В коридоре его обогнал бывший друг - из лучших - Шура Пайвин, сказал: "Молодец!" - и ударил по плечу. "Эй, старик!" - крикнул ему вслед Локотков. Шура нерешительно замедлил шаг, потом остановился. Видно было, что ему не совсем нравится такая остановка, один на один с Локотковым. "Ну, чего?" - спросил он, озираясь. "Да, слушай, - с противным ему унижением сказал Валерий Львович. - Ты занят сегодня вечером?" "А что такое?" "Я там подбашлился немного… Могли бы посидеть, выпить, потолковать. Как раньше, помнишь?" "Нет, я никак. Консультация, старик, семинар у вечерников. Да и - редко я сейчас! То да се, семейные радости… При всем при том - легко это у тебя выговорилось: давай, как раньше! Нет, Валера, как раньше уже не получится. У нас с тобой, по крайней мере…"
И, покинув его, Пайвин пошел дальше по коридору. С ненавистью глядя ему в спину, Валерий Львович думал: "Гадина ты! Имеешь на Шефа какую-то злобу, и радуешься теперь, что его унизили на людях". И еще он подумал, что зря, совсем зря устроил эту позорную сцену. Ну кому она была нужна? Разве что - таким вот Шурикам. Ведь Шеф, в сущности, совсем неплохой мужик, и никогда не сделал Локоткову ничего дурного, и если уж на этот раз сказал так - значит, так и есть, никуда не денешься. И ты рассвирепел от бессилия не перед ним, совсем не перед ним. Самое глупое - что это еще было и актерство, ибо и спиной, и боками ты чувствовал, что находящийся на кафедре народ ждет от тебя поступка, который мог бы успокоить их совесть, показал бы, что ты уже не такой, как они, и тем самым устранил возникший в твоем лице дискомфорт существования. Как ни велико было его преступление. Оно все-таки имело элемент абстрактности, ибо происходило вне глаз, давно, и не касалось никого из кафедралов. И вот он на виду у всех делает гадость, и сразу все становится на места: Локотков преступник, свинья и сволочь, любое отношение к нему оправдано и правомерно. Шеф первый понял это, потому и успокоился так внезапно. Может быть, он даже благодарен, что ты так удачно подыграл ему.
Только от этого не легче. Теперь все пути на кафедру, вообще в ученый и вузовский мир прикрыты надежно. И надолго. Ну ничего, не одним вузом может жить человек, и не на нем одном заканчивается История, - так рассуждал Валерий Львович, стоя у университетского окна и глядя на двор.
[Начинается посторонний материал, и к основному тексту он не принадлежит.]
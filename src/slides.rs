//! Slide discovery and ordering
//!
//! Slides are files named `slide_<N>.png` directly inside an input directory.
//! The default ordering is numeric on `<N>`, so `slide_2.png` comes before
//! `slide_10.png` whether or not the numbers are zero-padded.

use std::cmp::Ordering;
use std::ffi::OsStr;
use std::fs;
use std::path::{Path, PathBuf};

use glob::{MatchOptions, Pattern};

use crate::error::{Error, Result};

/// File name pattern for slide images
pub const SLIDE_PATTERN: &str = "slide_*.png";

const SLIDE_PREFIX: &str = "slide_";

/// How discovered slides are ordered
#[derive(Debug, Clone, Copy, PartialEq, Eq, Default)]
pub enum SortOrder {
    /// By the number in `slide_<N>.png`; unnumbered slides go last
    #[default]
    Numeric,
    /// Plain ascending file name order (only correct for zero-padded numbers)
    Lexicographic,
}

/// A slide image found in the input directory
#[derive(Debug, Clone, PartialEq, Eq)]
pub struct Slide {
    /// Full path to the image
    pub path: PathBuf,
    /// Parsed `<N>` from the file name, if it is all digits
    pub number: Option<u64>,
}

impl Slide {
    /// Build a slide from a path, parsing its number
    pub fn new(path: PathBuf) -> Self {
        let number = slide_number(&path);
        Self { path, number }
    }

    fn file_name(&self) -> &OsStr {
        self.path.file_name().unwrap_or_default()
    }
}

/// Parse the slide number from a `slide_<N>.png` path
///
/// Returns `None` when the stem does not start with `slide_` or the rest is
/// not made of ASCII digits.
pub fn slide_number(path: &Path) -> Option<u64> {
    let stem = path.file_stem()?.to_str()?;
    let digits = stem.strip_prefix(SLIDE_PREFIX)?;
    if digits.is_empty() || !digits.bytes().all(|b| b.is_ascii_digit()) {
        return None;
    }
    digits.parse().ok()
}

/// Find all slide images in `dir`, ordered by `order`
///
/// Only regular files directly inside `dir` whose names match
/// [`SLIDE_PATTERN`] are returned. An empty result is an error.
pub fn find_slides(dir: &Path, order: SortOrder) -> Result<Vec<Slide>> {
    if !dir.is_dir() {
        return Err(Error::DirectoryNotFound(dir.to_path_buf()));
    }

    let pattern = Pattern::new(SLIDE_PATTERN)?;
    let match_options = MatchOptions {
        case_sensitive: true,
        require_literal_separator: true,
        require_literal_leading_dot: true,
    };

    let mut slides = Vec::new();
    for entry in fs::read_dir(dir)? {
        let entry = entry?;
        // Non-UTF-8 bytes become U+FFFD, which `*` still matches
        let name = entry.file_name();
        if !pattern.matches_with(&name.to_string_lossy(), match_options) {
            continue;
        }
        if !entry.path().is_file() {
            continue;
        }
        slides.push(Slide::new(entry.path()));
    }

    if slides.is_empty() {
        return Err(Error::NoSlidesFound(dir.to_path_buf()));
    }

    sort_slides(&mut slides, order);
    Ok(slides)
}

/// Sort slides in place
pub fn sort_slides(slides: &mut [Slide], order: SortOrder) {
    match order {
        SortOrder::Lexicographic => slides.sort_by(|a, b| a.file_name().cmp(b.file_name())),
        SortOrder::Numeric => slides.sort_by(compare_numeric),
    }
}

fn compare_numeric(a: &Slide, b: &Slide) -> Ordering {
    match (a.number, b.number) {
        (Some(x), Some(y)) => x.cmp(&y).then_with(|| a.file_name().cmp(b.file_name())),
        (Some(_), None) => Ordering::Less,
        (None, Some(_)) => Ordering::Greater,
        (None, None) => a.file_name().cmp(b.file_name()),
    }
}
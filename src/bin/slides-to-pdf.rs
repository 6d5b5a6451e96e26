//! Slides to PDF CLI tool
//!
//! Combines numbered slide images (`slide_<N>.png`) from a directory into one PDF.

use anyhow::Context;
use chrono::Local;
use clap::error::ErrorKind;
use clap::{Parser, ValueEnum};
use std::path::{Path, PathBuf};
use std::process;

use slides_to_pdf::layout::{Length, PageSize};
use slides_to_pdf::output::write_pdf;
use slides_to_pdf::pdf::{count_pages_in_memory, images_to_pdf, EncodeOptions};
use slides_to_pdf::slides::{find_slides, SortOrder};
use slides_to_pdf::Error;

/// Slides to PDF - Combine numbered slide images into a single PDF
#[derive(Parser)]
#[command(name = "slides-to-pdf")]
#[command(author, version, about, long_about = None)]
#[command(after_help = "EXAMPLES:
    # Combine deck/slide_01.png, deck/slide_02.png, ... into one PDF
    slides-to-pdf deck out/deck.pdf

    # Print on A4 paper with a 10mm margin
    slides-to-pdf deck deck.pdf --page-size a4 --margin 10

    # Keep plain file name order and open the result
    slides-to-pdf deck deck.pdf --sort lexicographic --open")]
struct Cli {
    /// Directory containing slide_<N>.png files
    input_dir: PathBuf,

    /// Output PDF file path (parent directories are created)
    output_path: PathBuf,

    /// Pixels per inch used to size pages from image pixels
    /// [default: the image's own density, or 96]
    #[arg(long)]
    dpi: Option<f64>,

    /// Page size slides are placed on
    #[arg(long, value_enum, default_value_t = PageSizeArg::Image)]
    page_size: PageSizeArg,

    /// Margin in millimeters (fixed page sizes only)
    #[arg(long, default_value_t = 0.0)]
    margin: f64,

    /// Document title stored in the PDF
    #[arg(long)]
    title: Option<String>,

    /// Slide ordering
    #[arg(long, value_enum, default_value_t = SortArg::Numeric)]
    sort: SortArg,

    /// Open the output file after creation
    #[arg(long)]
    open: bool,
}

#[derive(Clone, Copy, ValueEnum)]
enum PageSizeArg {
    /// Each page is the size of its image
    Image,
    A4,
    Letter,
}

impl From<PageSizeArg> for PageSize {
    fn from(arg: PageSizeArg) -> Self {
        match arg {
            PageSizeArg::Image => PageSize::Image,
            PageSizeArg::A4 => PageSize::A4,
            PageSizeArg::Letter => PageSize::Letter,
        }
    }
}

#[derive(Clone, Copy, ValueEnum)]
enum SortArg {
    /// By slide number, so slide_2 comes before slide_10
    Numeric,
    /// By file name (needs zero-padded numbers)
    Lexicographic,
}

impl From<SortArg> for SortOrder {
    fn from(arg: SortArg) -> Self {
        match arg {
            SortArg::Numeric => SortOrder::Numeric,
            SortArg::Lexicographic => SortOrder::Lexicographic,
        }
    }
}

fn main() {
    let cli = match Cli::try_parse() {
        Ok(cli) => cli,
        Err(e) => match e.kind() {
            ErrorKind::DisplayHelp | ErrorKind::DisplayVersion => e.exit(),
            _ => {
                // Usage errors exit 1, not clap's default 2
                let _ = e.print();
                process::exit(1);
            }
        },
    };

    if let Err(e) = run(cli) {
        eprintln!("Error: {:#}", e);
        process::exit(1);
    }
}

fn run(cli: Cli) -> anyhow::Result<()> {
    let slides = match find_slides(&cli.input_dir, cli.sort.into()) {
        Ok(slides) => slides,
        Err(e @ Error::NoSlidesFound(_)) => return Err(e.into()),
        Err(e) => {
            return Err(e).with_context(|| {
                format!("Failed to list slides in {}", cli.input_dir.display())
            })
        }
    };

    println!("→ Combining {} slides into PDF...", slides.len());

    let options = EncodeOptions {
        dpi: cli.dpi,
        page_size: cli.page_size.into(),
        margin: Length::from_mm(cli.margin),
        title: cli.title,
        creation_date: Some(Local::now().naive_local()),
    };

    let paths: Vec<&Path> = slides.iter().map(|s| s.path.as_path()).collect();
    let pdf = images_to_pdf(&paths, &options).context("Failed to encode slides")?;
    let page_count = count_pages_in_memory(&pdf).context("Encoded PDF is unreadable")?;

    let written = write_pdf(&cli.output_path, &pdf)
        .with_context(|| format!("Failed to write {}", cli.output_path.display()))?;

    println!(
        "→ PDF written: {} ({:.1} MB, {} pages)",
        written.path.display(),
        written.size_mib(),
        page_count
    );

    if cli.open {
        open_file(&written.path)?;
    }

    Ok(())
}

/// Open a file with the system default application
fn open_file(path: &Path) -> anyhow::Result<()> {
    #[cfg(target_os = "macos")]
    {
        process::Command::new("open")
            .arg(path)
            .spawn()
            .context("Failed to launch viewer")?;
    }
    #[cfg(target_os = "linux")]
    {
        process::Command::new("xdg-open")
            .arg(path)
            .spawn()
            .context("Failed to launch viewer")?;
    }
    #[cfg(target_os = "windows")]
    {
        process::Command::new("cmd")
            .args(["/C", "start", "", &path.display().to_string()])
            .spawn()
            .context("Failed to launch viewer")?;
    }
    Ok(())
}
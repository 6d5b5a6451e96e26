//! Writing the finished PDF to disk

use std::fs;
use std::io::Write;
use std::path::{Path, PathBuf};

use tempfile::NamedTempFile;

use crate::error::Result;

const BYTES_PER_MIB: f64 = 1024.0 * 1024.0;

/// A PDF that has been written to disk
#[derive(Debug, Clone, PartialEq)]
pub struct WrittenPdf {
    /// Where the file was written
    pub path: PathBuf,
    /// File size in bytes
    pub bytes: u64,
}

impl WrittenPdf {
    /// File size in mebibytes
    pub fn size_mib(&self) -> f64 {
        self.bytes as f64 / BYTES_PER_MIB
    }
}

/// Write PDF bytes to `path`, creating missing parent directories
///
/// The bytes go to a temporary file next to `path` which is then renamed over
/// it, so `path` either keeps its old content or holds the complete PDF.
pub fn write_pdf(path: &Path, pdf: &[u8]) -> Result<WrittenPdf> {
    let parent = match path.parent() {
        Some(parent) if !parent.as_os_str().is_empty() => parent,
        _ => Path::new("."),
    };
    fs::create_dir_all(parent)?;

    let mut file = NamedTempFile::new_in(parent)?;
    file.write_all(pdf)?;
    file.as_file().sync_all()?;

    // NamedTempFile is created 0600; give the PDF ordinary permissions
    #[cfg(unix)]
    {
        use std::os::unix::fs::PermissionsExt;
        file.as_file()
            .set_permissions(fs::Permissions::from_mode(0o644))?;
    }

    file.persist(path).map_err(|e| e.error)?;
    let bytes = fs::metadata(path)?.len();

    Ok(WrittenPdf {
        path: path.to_path_buf(),
        bytes,
    })
}
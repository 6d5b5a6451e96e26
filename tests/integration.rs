//! Integration tests for the slides-to-pdf library

use image::{Rgb, RgbImage};
use slides_to_pdf::layout::PageSize;
use slides_to_pdf::output::write_pdf;
use slides_to_pdf::pdf::{count_pages, extract_metadata, images_to_pdf, page_sizes, EncodeOptions};
use slides_to_pdf::slides::{find_slides, SortOrder};
use std::path::{Path, PathBuf};
use tempfile::TempDir;

/// Write a slide whose width encodes its position: slide `n` is `10 + n` px wide
fn write_slide(dir: &Path, name: &str, n: u32) -> PathBuf {
    let path = dir.join(name);
    RgbImage::from_pixel(10 + n, 20, Rgb([(n * 20) as u8, 0, 0]))
        .save(&path)
        .expect("Failed to write slide");
    path
}

/// Encode at 72 dpi so page widths in points equal pixel widths
fn options_72dpi() -> EncodeOptions {
    EncodeOptions {
        dpi: Some(72.0),
        ..Default::default()
    }
}

fn encode_dir(dir: &Path, order: SortOrder) -> Vec<u8> {
    let slides = find_slides(dir, order).expect("Failed to find slides");
    let paths: Vec<&Path> = slides.iter().map(|s| s.path.as_path()).collect();
    images_to_pdf(&paths, &options_72dpi()).expect("Failed to encode slides")
}

fn page_widths(pdf: &[u8]) -> Vec<u32> {
    page_sizes(pdf)
        .expect("Failed to read page sizes")
        .into_iter()
        .map(|(w, _)| w.round() as u32)
        .collect()
}

#[test]
fn test_nine_zero_padded_slides_in_order() {
    let temp_dir = TempDir::new().expect("Failed to create temp directory");
    for n in (1..=9).rev() {
        write_slide(temp_dir.path(), &format!("slide_{:02}.png", n), n);
    }

    let pdf = encode_dir(temp_dir.path(), SortOrder::Numeric);

    assert_eq!(page_widths(&pdf), (11..=19).collect::<Vec<_>>());
}

#[test]
fn test_unpadded_slides_numeric_order() {
    let temp_dir = TempDir::new().expect("Failed to create temp directory");
    for n in 1..=12 {
        write_slide(temp_dir.path(), &format!("slide_{}.png", n), n);
    }

    let numeric = encode_dir(temp_dir.path(), SortOrder::Numeric);
    assert_eq!(page_widths(&numeric), (11..=22).collect::<Vec<_>>());

    // slide_1, slide_10, slide_11, slide_12, slide_2, ...
    let lexicographic = encode_dir(temp_dir.path(), SortOrder::Lexicographic);
    assert_eq!(
        page_widths(&lexicographic),
        vec![11, 20, 21, 22, 12, 13, 14, 15, 16, 17, 18, 19]
    );
}

#[test]
fn test_single_slide_single_page() {
    let temp_dir = TempDir::new().expect("Failed to create temp directory");
    write_slide(temp_dir.path(), "slide_1.png", 1);

    let pdf = encode_dir(temp_dir.path(), SortOrder::Numeric);
    let output_path = temp_dir.path().join("single.pdf");
    write_pdf(&output_path, &pdf).expect("Failed to write PDF");

    assert_eq!(count_pages(&output_path).expect("Failed to count pages"), 1);
}

#[test]
fn test_repeat_runs_same_page_count() {
    let temp_dir = TempDir::new().expect("Failed to create temp directory");
    for n in 1..=4 {
        write_slide(temp_dir.path(), &format!("slide_{}.png", n), n);
    }

    let first = encode_dir(temp_dir.path(), SortOrder::Numeric);
    let second = encode_dir(temp_dir.path(), SortOrder::Numeric);

    assert_eq!(
        extract_metadata(&first).unwrap().page_count,
        extract_metadata(&second).unwrap().page_count
    );
    assert_eq!(extract_metadata(&first).unwrap().page_count, 4);
}

#[test]
fn test_write_creates_nested_output_dirs() {
    let temp_dir = TempDir::new().expect("Failed to create temp directory");
    let slides_dir = temp_dir.path().join("deck");
    std::fs::create_dir(&slides_dir).unwrap();
    write_slide(&slides_dir, "slide_1.png", 1);
    write_slide(&slides_dir, "slide_2.png", 2);

    let pdf = encode_dir(&slides_dir, SortOrder::Numeric);
    let output_path = temp_dir.path().join("build").join("pdf").join("deck.pdf");
    let written = write_pdf(&output_path, &pdf).expect("Failed to write PDF");

    assert!(output_path.exists(), "PDF was not created");
    assert_eq!(written.bytes, pdf.len() as u64);
    assert_eq!(count_pages(&output_path).unwrap(), 2);
}

#[test]
fn test_fixed_page_size_and_title() {
    let temp_dir = TempDir::new().expect("Failed to create temp directory");
    let path = write_slide(temp_dir.path(), "slide_1.png", 1);

    let options = EncodeOptions {
        page_size: PageSize::A4,
        title: Some("Résumé deck".to_string()),
        ..Default::default()
    };
    let pdf = images_to_pdf(&[&path], &options).expect("Failed to encode");

    let sizes = page_sizes(&pdf).unwrap();
    assert!((sizes[0].0 - 595.28).abs() < 0.1);
    assert!((sizes[0].1 - 841.89).abs() < 0.1);

    let metadata = extract_metadata(&pdf).unwrap();
    assert_eq!(metadata.title.as_deref(), Some("Résumé deck"));
    assert!(metadata.producer.unwrap().starts_with("slides-to-pdf"));
}
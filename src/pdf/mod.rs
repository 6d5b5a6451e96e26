//! PDF encoding and inspection

pub mod encode;
pub mod metadata;
pub mod xobject;

// Re-export commonly used items
pub use encode::{images_to_pdf, pdf_date, EncodeOptions};
pub use metadata::{count_pages, count_pages_in_memory, extract_metadata, page_sizes, PdfMetadata};
pub use xobject::{load_image, ColorSpace, PdfImage};
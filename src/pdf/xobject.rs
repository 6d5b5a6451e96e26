//! Decode slide images into PDF image XObjects

use std::fs::File;
use std::io::BufReader;
use std::path::Path;

use image::DynamicImage;
use lopdf::{Dictionary, Document, Object, ObjectId, Stream};

use crate::error::{Error, Result};
use crate::layout::Dpi;

/// PDF colour space of an image's colour samples
#[derive(Debug, Clone, Copy, PartialEq, Eq)]
pub enum ColorSpace {
    DeviceGray,
    DeviceRGB,
}

impl ColorSpace {
    fn name(&self) -> &'static [u8] {
        match self {
            ColorSpace::DeviceGray => b"DeviceGray",
            ColorSpace::DeviceRGB => b"DeviceRGB",
        }
    }

    /// Number of colour components per pixel
    pub fn components(&self) -> usize {
        match self {
            ColorSpace::DeviceGray => 1,
            ColorSpace::DeviceRGB => 3,
        }
    }
}

/// Decoded image ready to be embedded in a PDF
///
/// Samples are 8 bits per component, rows top to bottom. Alpha, when present,
/// is kept apart so it can become a soft mask.
#[derive(Debug, Clone)]
pub struct PdfImage {
    pub width: u32,
    pub height: u32,
    pub color_space: ColorSpace,
    pub samples: Vec<u8>,
    pub alpha: Option<Vec<u8>>,
    /// Density recorded in the file, if any
    pub density: Option<Dpi>,
}

impl PdfImage {
    /// Split a decoded image into colour samples and an optional alpha channel
    ///
    /// Deeper images (16-bit, float) are reduced to 8 bits per component.
    /// An alpha channel that is fully opaque is dropped.
    pub fn from_dynamic(img: DynamicImage) -> Self {
        let (width, height) = (img.width(), img.height());
        let color = img.color();

        let (color_space, samples, alpha) = match (color.has_color(), color.has_alpha()) {
            (false, false) => (ColorSpace::DeviceGray, img.into_luma8().into_raw(), None),
            (true, false) => (ColorSpace::DeviceRGB, img.into_rgb8().into_raw(), None),
            (false, true) => {
                let raw = img.into_luma_alpha8().into_raw();
                let (samples, alpha) = split_alpha(&raw, 1);
                (ColorSpace::DeviceGray, samples, Some(alpha))
            }
            (true, true) => {
                let raw = img.into_rgba8().into_raw();
                let (samples, alpha) = split_alpha(&raw, 3);
                (ColorSpace::DeviceRGB, samples, Some(alpha))
            }
        };

        let alpha = alpha.filter(|a| a.iter().any(|&v| v != u8::MAX));

        Self {
            width,
            height,
            color_space,
            samples,
            alpha,
            density: None,
        }
    }

    /// Add this image to `doc` as an image XObject
    ///
    /// The alpha channel, if any, is added first as a `DeviceGray` soft mask
    /// referenced from the image's `SMask` entry. Returns the image's id.
    pub fn add_to(self, doc: &mut Document) -> ObjectId {
        let smask = self.alpha.map(|alpha| {
            let dict = image_dict(self.width, self.height, ColorSpace::DeviceGray);
            doc.add_object(Stream::new(dict, alpha))
        });

        let mut dict = image_dict(self.width, self.height, self.color_space);
        if let Some(id) = smask {
            dict.set("SMask", Object::Reference(id));
        }
        doc.add_object(Stream::new(dict, self.samples))
    }
}

fn image_dict(width: u32, height: u32, color_space: ColorSpace) -> Dictionary {
    let mut dict = Dictionary::new();
    dict.set("Type", Object::Name(b"XObject".to_vec()));
    dict.set("Subtype", Object::Name(b"Image".to_vec()));
    dict.set("Width", Object::Integer(width as i64));
    dict.set("Height", Object::Integer(height as i64));
    dict.set("ColorSpace", Object::Name(color_space.name().to_vec()));
    dict.set("BitsPerComponent", Object::Integer(8));
    dict
}

/// Split interleaved `components + 1` channel samples into colour and alpha
fn split_alpha(raw: &[u8], components: usize) -> (Vec<u8>, Vec<u8>) {
    let stride = components + 1;
    let pixels = raw.len() / stride;
    let mut samples = Vec::with_capacity(pixels * components);
    let mut alpha = Vec::with_capacity(pixels);

    for px in raw.chunks_exact(stride) {
        samples.extend_from_slice(&px[..components]);
        alpha.push(px[components]);
    }

    (samples, alpha)
}

/// Decode an image file, keeping any density it records
pub fn load_image(path: &Path) -> Result<PdfImage> {
    let img = image::open(path).map_err(|source| Error::Decode {
        path: path.to_path_buf(),
        source,
    })?;

    let mut pdf_image = PdfImage::from_dynamic(img);
    pdf_image.density = png_density(path);
    Ok(pdf_image)
}

/// Density from a PNG `pHYs` chunk
///
/// `None` for non-PNG files, files without `pHYs`, and chunks that only give
/// an aspect ratio (unit unspecified).
pub fn png_density(path: &Path) -> Option<Dpi> {
    let file = File::open(path).ok()?;
    let reader = png::Decoder::new(BufReader::new(file)).read_info().ok()?;
    let dims = reader.info().pixel_dims?;

    if !matches!(dims.unit, png::Unit::Meter) {
        return None;
    }
    let dpi = Dpi::from_pixels_per_meter(dims.xppu, dims.yppu);
    dpi.is_valid().then_some(dpi)
}

#[cfg(test)]
mod tests {
    use super::*;
    use image::{GrayImage, Luma, Rgb, RgbImage, Rgba, RgbaImage};
    use std::io::BufWriter;
    use tempfile::TempDir;

    fn write_png_with_phys(path: &Path, width: u32, height: u32, phys: png::PixelDimensions) {
        let file = File::create(path).unwrap();
        let mut encoder = png::Encoder::new(BufWriter::new(file), width, height);
        encoder.set_color(png::ColorType::Rgb);
        encoder.set_depth(png::BitDepth::Eight);
        encoder.set_pixel_dims(Some(phys));
        let mut writer = encoder.write_header().unwrap();
        writer
            .write_image_data(&vec![255; (width * height * 3) as usize])
            .unwrap();
    }

    fn stream(doc: &Document, id: ObjectId) -> &Stream {
        match doc.get_object(id).unwrap() {
            Object::Stream(stream) => stream,
            other => panic!("expected stream, got {:?}", other),
        }
    }

    #[test]
    fn test_rgb_image() {
        let img = RgbImage::from_pixel(3, 2, Rgb([10, 20, 30]));
        let pdf_image = PdfImage::from_dynamic(DynamicImage::ImageRgb8(img));

        assert_eq!(pdf_image.color_space, ColorSpace::DeviceRGB);
        assert_eq!(pdf_image.samples.len(), 3 * 2 * 3);
        assert_eq!(&pdf_image.samples[..3], &[10, 20, 30]);
        assert!(pdf_image.alpha.is_none());
    }

    #[test]
    fn test_gray_image_stays_gray() {
        let img = GrayImage::from_pixel(4, 4, Luma([128]));
        let pdf_image = PdfImage::from_dynamic(DynamicImage::ImageLuma8(img));

        assert_eq!(pdf_image.color_space, ColorSpace::DeviceGray);
        assert_eq!(pdf_image.color_space.components(), 1);
        assert_eq!(pdf_image.samples.len(), 16);
    }

    #[test]
    fn test_translucent_rgba_keeps_alpha() {
        let mut img = RgbaImage::from_pixel(2, 2, Rgba([1, 2, 3, 255]));
        img.put_pixel(1, 1, Rgba([4, 5, 6, 0]));
        let pdf_image = PdfImage::from_dynamic(DynamicImage::ImageRgba8(img));

        assert_eq!(pdf_image.color_space, ColorSpace::DeviceRGB);
        assert_eq!(pdf_image.samples.len(), 12);
        assert_eq!(&pdf_image.samples[9..], &[4, 5, 6]);
        assert_eq!(pdf_image.alpha.as_deref(), Some(&[255, 255, 255, 0][..]));
    }

    #[test]
    fn test_opaque_alpha_dropped() {
        let img = RgbaImage::from_pixel(2, 2, Rgba([1, 2, 3, 255]));
        let pdf_image = PdfImage::from_dynamic(DynamicImage::ImageRgba8(img));

        assert!(pdf_image.alpha.is_none());
    }

    #[test]
    fn test_add_to_document() {
        let img = RgbImage::from_pixel(5, 7, Rgb([0, 0, 0]));
        let pdf_image = PdfImage::from_dynamic(DynamicImage::ImageRgb8(img));

        let mut doc = Document::with_version("1.5");
        let id = pdf_image.add_to(&mut doc);
        let image = stream(&doc, id);

        assert_eq!(image.dict.get(b"Width").unwrap().as_i64().unwrap(), 5);
        assert_eq!(image.dict.get(b"Height").unwrap().as_i64().unwrap(), 7);
        assert_eq!(image.dict.get(b"ColorSpace").unwrap().as_name().unwrap(), b"DeviceRGB");
        assert!(image.dict.get(b"SMask").is_err());
        assert_eq!(image.content.len(), 5 * 7 * 3);
    }

    #[test]
    fn test_add_to_document_with_soft_mask() {
        let img = RgbaImage::from_pixel(4, 4, Rgba([9, 9, 9, 100]));
        let pdf_image = PdfImage::from_dynamic(DynamicImage::ImageRgba8(img));

        let mut doc = Document::with_version("1.5");
        let id = pdf_image.add_to(&mut doc);

        let smask_id = stream(&doc, id).dict.get(b"SMask").unwrap().as_reference().unwrap();
        let smask = stream(&doc, smask_id);
        assert_eq!(smask.dict.get(b"ColorSpace").unwrap().as_name().unwrap(), b"DeviceGray");
        assert_eq!(smask.content, vec![100; 16]);
    }

    #[test]
    fn test_load_missing_file() {
        let result = load_image(Path::new("nonexistent/slide_1.png"));
        assert!(matches!(result, Err(Error::Decode { .. })));
    }

    #[test]
    fn test_load_reads_png_density() {
        let dir = TempDir::new().unwrap();
        let path = dir.path().join("slide_1.png");
        write_png_with_phys(
            &path,
            8,
            4,
            png::PixelDimensions { xppu: 5669, yppu: 5669, unit: png::Unit::Meter },
        );

        let pdf_image = load_image(&path).unwrap();
        let density = pdf_image.density.expect("pHYs density should be read");
        assert!((density.x - 144.0).abs() < 0.01);
        assert!((density.y - 144.0).abs() < 0.01);
    }

    #[test]
    fn test_unspecified_unit_ignored() {
        let dir = TempDir::new().unwrap();
        let path = dir.path().join("slide_1.png");
        write_png_with_phys(
            &path,
            8,
            4,
            png::PixelDimensions { xppu: 2, yppu: 1, unit: png::Unit::Unspecified },
        );

        assert!(load_image(&path).unwrap().density.is_none());
    }

    #[test]
    fn test_no_phys_chunk() {
        let dir = TempDir::new().unwrap();
        let path = dir.path().join("slide_1.png");
        RgbImage::from_pixel(3, 3, Rgb([1, 1, 1])).save(&path).unwrap();

        assert!(load_image(&path).unwrap().density.is_none());
    }
}
//! Installation loading, validation and introspection.

use std::path::Path;

use zf_project::InstallationDef;

use crate::error::{AppError, AppResult};

/// Summary of a zone for listing.
#[derive(Debug, Clone)]
pub struct ZoneSummary {
    pub id: String,
    pub name: String,
    pub cover_entity_id: String,
    pub sensor_entity_id: String,
}

/// Load an installation file (YAML or JSON, by extension) and validate it.
pub fn load_installation(path: &Path) -> AppResult<InstallationDef> {
    if !path.exists() {
        return Err(AppError::FileRead {
            path: path.to_path_buf(),
            source: std::io::Error::new(std::io::ErrorKind::NotFound, "file not found"),
        });
    }
    Ok(zf_project::load(path)?)
}

/// Validate installation structure.
pub fn validate_installation(installation: &InstallationDef) -> AppResult<()> {
    zf_project::validate_installation(installation)
        .map_err(|e| AppError::Validation(e.to_string()))
}

/// List zones in configuration order.
pub fn list_zones(installation: &InstallationDef) -> Vec<ZoneSummary> {
    installation
        .zones
        .iter()
        .map(|z| ZoneSummary {
            id: z.id.clone(),
            name: z.display_name(),
            cover_entity_id: z.cover_entity_id.clone(),
            sensor_entity_id: z.sensor_entity_id.clone(),
        })
        .collect()
}
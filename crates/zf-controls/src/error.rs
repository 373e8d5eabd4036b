//! Error types for zone control operations.

use chrono::{DateTime, Utc};
use thiserror::Error;
use zf_core::CoreError;

/// Result type for zone control operations.
pub type ControlResult<T> = Result<T, ControlError>;

/// Errors that can occur while tracking or controlling a zone.
///
/// The first three kinds are expected during normal operation and are
/// recovered inside the zone: the offending event is dropped and state is
/// left as it was.
#[derive(Debug, Error, Clone, PartialEq)]
pub enum ControlError {
    /// Thermostat operating mode maps to neither heating nor cooling.
    #[error("Unrecognized thermostat mode: {mode}")]
    UnrecognizedMode { mode: String },

    /// A temperature or position report could not be read as a finite number.
    #[error("Unparsable {what}: {raw:?}")]
    UnparsableSample { what: &'static str, raw: String },

    /// Two samples arrived with non-increasing timestamps.
    #[error("Non-positive sample interval: {current} is not after {previous}")]
    NonPositiveInterval {
        previous: DateTime<Utc>,
        current: DateTime<Utc>,
    },

    /// Target temperature is not a finite number.
    #[error("Invalid target temperature: {value}")]
    InvalidTarget { value: f64 },

    /// Invalid argument provided to a control function.
    #[error("Invalid argument: {what}")]
    InvalidArg { what: &'static str },

    /// An entity is already wired to a zone.
    #[error("Entity already wired: {entity_id}")]
    DuplicateEntity { entity_id: String },

    /// Zone is not registered with the router.
    #[error("Unknown zone: {zone}")]
    UnknownZone { zone: String },

    #[error(transparent)]
    Core(#[from] CoreError),
}

impl ControlError {
    /// Whether the zone recovers from this error by dropping the event.
    pub fn is_recoverable(&self) -> bool {
        matches!(
            self,
            Self::UnrecognizedMode { .. }
                | Self::UnparsableSample { .. }
                | Self::NonPositiveInterval { .. }
                | Self::InvalidTarget { .. }
        )
    }
}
Но рассуждения не утешали, и на душе было мутно, пакостно.
9
Оглянувшись на оклик, он увидал стоящего рядом отставника Шевыряева, коменданта корпуса. Он лоснился, радовался, сверкал лысиной, тянул руку, и Локотков подумал удивленно: "Надо же, узнал!"
Иван Васильевич Шевыряев - Ваня Грозный - пришел в вуз давно, лет пятнадцать назад, после выхода на военную пенсию. Пришел крепким, бодрым мужичком, таким и остался: видно, был из породы тех, кто не старится, а сразу умирает, как только организм почувствует дряхление. Поначалу был крут и голосист, полагая, что оказался в немалом начальстве, - да только университет и не таких обламывал; что-то уяснив для себя после пары-другой намеков, он притих раньше и глубже других отставников, гурьбой хлынувших в вуз одно время - те сразу стали устанавливать свои порядки, диктовать волю, командовать в корпусах и общежитиях, словно в казармах и полковых канцеляриях, устраивать какие-то нелепые разборы, - и все потихоньку сошли на нет - увольнялись или пополняли ряды инфарктников. Только Шевыряев остался, и все так же исполнял свою то ленивую, то требующую немалой активности должность. Уже поколения студентов прошли, и немало преподавателей сменилось, - и к нему привыкли, как привыкают к необходимому, но нечасто пользуемому инструменту. Лишь иногда в кулуарах, как дань зубоскальству, возникала очередная байка о его глупости и застарелом бурбонстве. Она могла быть из армейской жизни Шевыряева: например, как он, служивший раньше в артиллерии, неведомым образом переведен был в авиацию; увидав в первый раз вблизи самолет, он подошел к нему, потыкал пальцем в крыло и изрек: "Здорово надуто!" Или из его теперешних похождений - как Иван Грозный, беседуя о чем-то с студентами, вдруг остановился на полуслове, и с глубоким внутренним чувством сказал: "А и любил я в детстве, братцы, гусей пасти!.." В-общем, Шевыряев являл собою существо достаточно незаметное, далекое от основной жизни вуза, и поэтому полупрезираемое.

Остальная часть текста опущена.